Curare i malati di Ebola con la paura addosso e chiusi in uno scafandro

 Una tuta bianca, gialla e verde con un grembiule davanti, occhiali, ma­scherina e cappuccio. Una sorta di scafandro dentro il quale è difficile respirare e si soffoca dal caldo. Senza è impossibile curare i malati di Ebola. Per renderlo meno disumano agli occhi dei pazienti, molti dei quali costretti ad una morte straziante soli e lontani dai familiari, medici e infermieri scrivono a penna sul grembiule il proprio nome. Nella tragicità della situazione, chi rie­sce a guarire e sta lì in convalescenza, ascolta la radio, balla. C’è molta soli­darietà. Emblematica la storia di una mamma morta lasciando un bambino di tre mesi. È stato preso in cura da una paziente ed entrambi sono usciti sani e salvi. Nei villaggi invece si distribu­iscono kit preventivi per fare l’acqua clorinata (per arginare il virus è suffi­ciente lavarsi le mani) e vengono prese cautele durante i funerali. L’emergenza è drammatica, le risorse sono poche e le forze degli operatori sono allo stremo. Ne abbiamo parlato con i, che è stata cinque settimane nell’epicentro dell’e­pidemia, al confine con Sierra Leone e Guinea.

Cosa ha trovato appena arrivata?
Una situazione catastrofica. Malgrado abbia lavorato tanti anni con Msf ed abbia visto molte emergenze era indescrivibile. La malattia è terribile, con una mortalità fino al 90% all’inizio dell’epidemia. I pazienti entrano nel centro e nella maggioranza dei casi escono in una bara. Anche se lavoriamo in condizioni molto difficili, con tute inu­mane, cerchiamo sempre di instaurare con i pazienti un rapporto umano. Parliamo con loro, offriamo supporto emotivo e psicologi­co, li aiutiamo a mangiare.

La popolazione come sta reagendo?
La popolazione è estremamente spaven­tata, la paura è palpabile. Ci sono villaggi che hanno perso metà della loro popola­zione a causa dell’ebola, e persone che non conoscevano nemmeno la malattia. Questo è stato uno dei motivi principali per cui si sta diffondendo in maniera così rapida e capillare. Abbiamo trovato un centro di isolamento con 10 posti letto che nel giro di qualche giorno ha accolto 140 pazienti. Ad un certo punto siamo stati costretti a ri­fiutare pazienti perché non eravamo più in grado di accoglierli. C’è uno staff di medici, infermieri e logisti del posto estremamentemotivati a lavorare con noi, nonostante tutti abbiano avuto dei lutti all’interno della pro­pria famiglia o comunità. Con le cure, anche se non specifiche, in alcuni nostri centri la metà dei pazienti escono guariti.

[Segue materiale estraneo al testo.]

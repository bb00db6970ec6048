use std::fs::File;
use std::io::{BufReader, BufWriter, Cursor};

use fastDbscan::prelude::*;

#[test]
fn test_read_cluster_write() {
    let input = "0 0\n1 0\n2 0\n\n50 50\n";

    let points: Vec<[f64; 2]> = read_points(Cursor::new(input)).unwrap();
    let res = cluster(&points, 1.5, 2).unwrap();

    let mut out = Vec::new();
    let written = write_labeled(&mut out, &res).unwrap();

    assert_eq!(written, 4);
    assert_eq!(
        String::from_utf8(out).unwrap(),
        "0 0 1\n1 0 1\n2 0 1\n50 50 0\n"
    );
}

#[test]
fn test_file_round_trip() {
    let dir = std::env::temp_dir().join(format!("fastdbscan-text-{}", std::process::id()));
    std::fs::create_dir_all(&dir).unwrap();
    let input_path = dir.join("points.txt");
    let output_path = dir.join("clusters.txt");

    std::fs::write(&input_path, "0.5 0.5\n0.75 0.5\n10 10\n10.25 10\n-40 3\n").unwrap();

    let points: Vec<[f64; 2]> =
        read_points(BufReader::new(File::open(&input_path).unwrap())).unwrap();
    let res = Dbscan::new()
        .epsilon(0.5)
        .min_pts(2)
        .adapter(Batch)
        .build()
        .unwrap()
        .fit(&points)
        .unwrap();
    write_labeled(BufWriter::new(File::create(&output_path).unwrap()), &res).unwrap();

    let written = std::fs::read_to_string(&output_path).unwrap();
    let labels: Vec<usize> = written
        .lines()
        .map(|line| line.split_whitespace().nth(2).unwrap().parse().unwrap())
        .collect();
    assert_eq!(labels, vec![1, 1, 2, 2, 0]);

    // Labeled output parses back to the same coordinates.
    let reparsed: Vec<[f64; 2]> = written
        .lines()
        .map(|line| {
            let fields: Vec<f64> = line
                .split_whitespace()
                .take(2)
                .map(|f| f.parse().unwrap())
                .collect();
            [fields[0], fields[1]]
        })
        .collect();
    assert_eq!(reparsed, points);

    std::fs::remove_dir_all(&dir).unwrap();
}

#[test]
fn test_malformed_input_names_the_line() {
    let err = read_points::<f64, _>(Cursor::new("1 2\n3 4\nfive 6\n")).unwrap_err();

    match err {
        TextError::Parse { line, .. } => assert_eq!(line, 3),
        other => panic!("unexpected error: {other}"),
    }
}
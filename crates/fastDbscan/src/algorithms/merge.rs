//! Reconciliation of cluster fragments produced by concurrent expansions.
//!
//! ## Purpose
//!
//! Two workers may expand the same density-connected component under two
//! different ids: one claims a core point while the other expands that
//! point's neighborhood. Every such case leaves a lost claim on a core point
//! in some worker's conflict log. This module folds those conflicts into a
//! union-find over cluster ids once all workers have joined.
//!
//! ## Invariants
//!
//! * Two ids are merged only through a conflict on a core point.
//! * Stored labels are never rewritten; merging only affects the result view.

use crate::algorithms::expansion::Conflict;
use crate::primitives::label::ClusterId;

/// Union-find over the raw cluster ids issued during one run.
#[derive(Debug, Clone)]
pub struct ClusterMerger {
    parent: Vec<usize>,
    rank: Vec<u8>,
    merges: usize,
}

impl ClusterMerger {
    /// Create singleton sets for ids `1..=issued`.
    pub fn new(issued: usize) -> Self {
        Self {
            parent: (0..=issued).collect(),
            rank: vec![0; issued + 1],
            merges: 0,
        }
    }

    /// Build the merger from every conflict whose point is a core point.
    pub fn from_conflicts<'c, I, F>(issued: usize, conflicts: I, is_core: F) -> Self
    where
        I: IntoIterator<Item = &'c Conflict>,
        F: Fn(usize) -> bool,
    {
        let mut merger = Self::new(issued);
        for conflict in conflicts {
            if is_core(conflict.point) {
                merger.union(conflict.expanding, conflict.owner);
            }
        }
        merger
    }

    fn find_raw(&mut self, x: usize) -> usize {
        if self.parent[x] != x {
            self.parent[x] = self.find_raw(self.parent[x]); // Path compression
        }
        self.parent[x]
    }

    /// Representative id of the set containing `id`.
    pub fn find(&mut self, id: ClusterId) -> ClusterId {
        let root = self.find_raw(id.get());
        ClusterId::new(root).unwrap_or(id)
    }

    /// Merge the sets of `a` and `b`. Returns `false` if they were already merged.
    pub fn union(&mut self, a: ClusterId, b: ClusterId) -> bool {
        let pa = self.find_raw(a.get());
        let pb = self.find_raw(b.get());

        if pa == pb {
            return false;
        }

        // Union by rank
        if self.rank[pa] < self.rank[pb] {
            self.parent[pa] = pb;
        } else if self.rank[pa] > self.rank[pb] {
            self.parent[pb] = pa;
        } else {
            self.parent[pb] = pa;
            self.rank[pa] += 1;
        }

        self.merges += 1;
        true
    }

    /// Number of successful unions.
    pub fn merges(&self) -> usize {
        self.merges
    }
}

Come si lavora con la paura del con­tagio e l’urgenza di salvare vite umane?
È un lavoro estremamente difficile per la pressione psicologica di dover fare del pro­prio meglio, mantenendo la propria sicurez­za e quella dei colleghi. La paura è importan­te perché ci permette di mantenere sempre alta l’allerta e ridurre al minimo il rischio. Bisogna seguire i protocolli in maniera accu­rata. La fatica fisica è molto presente.

Sentite il sostegno della comunità in­ternazionale?
Sinceramente siamo molto soli in questa lotta. È importante parlarne e che ci sia la consapevolezza degli enormi bisogni. Però è arrivato anche il momento di agire su diver­si livelli: aumentare il numero di posti letto nei reparti di isolamento; aumentare la pre­senza nelle comunità per fare educazione e permettere alla popolazione di proteggersi; aumentare il tracciamento di tutte le perso­ne a contatto con pazienti positivi. Bisogna arrivare in tutte le comunità e farlo subito. Ogni giorno in più sono persone in più che si infettano e muoiono.

Gli Usa hanno annunciato l’invio di tremila militari per combattere l’Ebola…
Quando parliamo di militari sono cor­pi medici. C’è bisogno di personale medico competente che possa agire in prima linea per una patologia di non facile gestione. Che siano attori istituzionali, non istituzionali, protezione civile o unità mediche, sono tutti benvenuti. È necessaria un’azione di massa altrimenti sarà sempre peggio.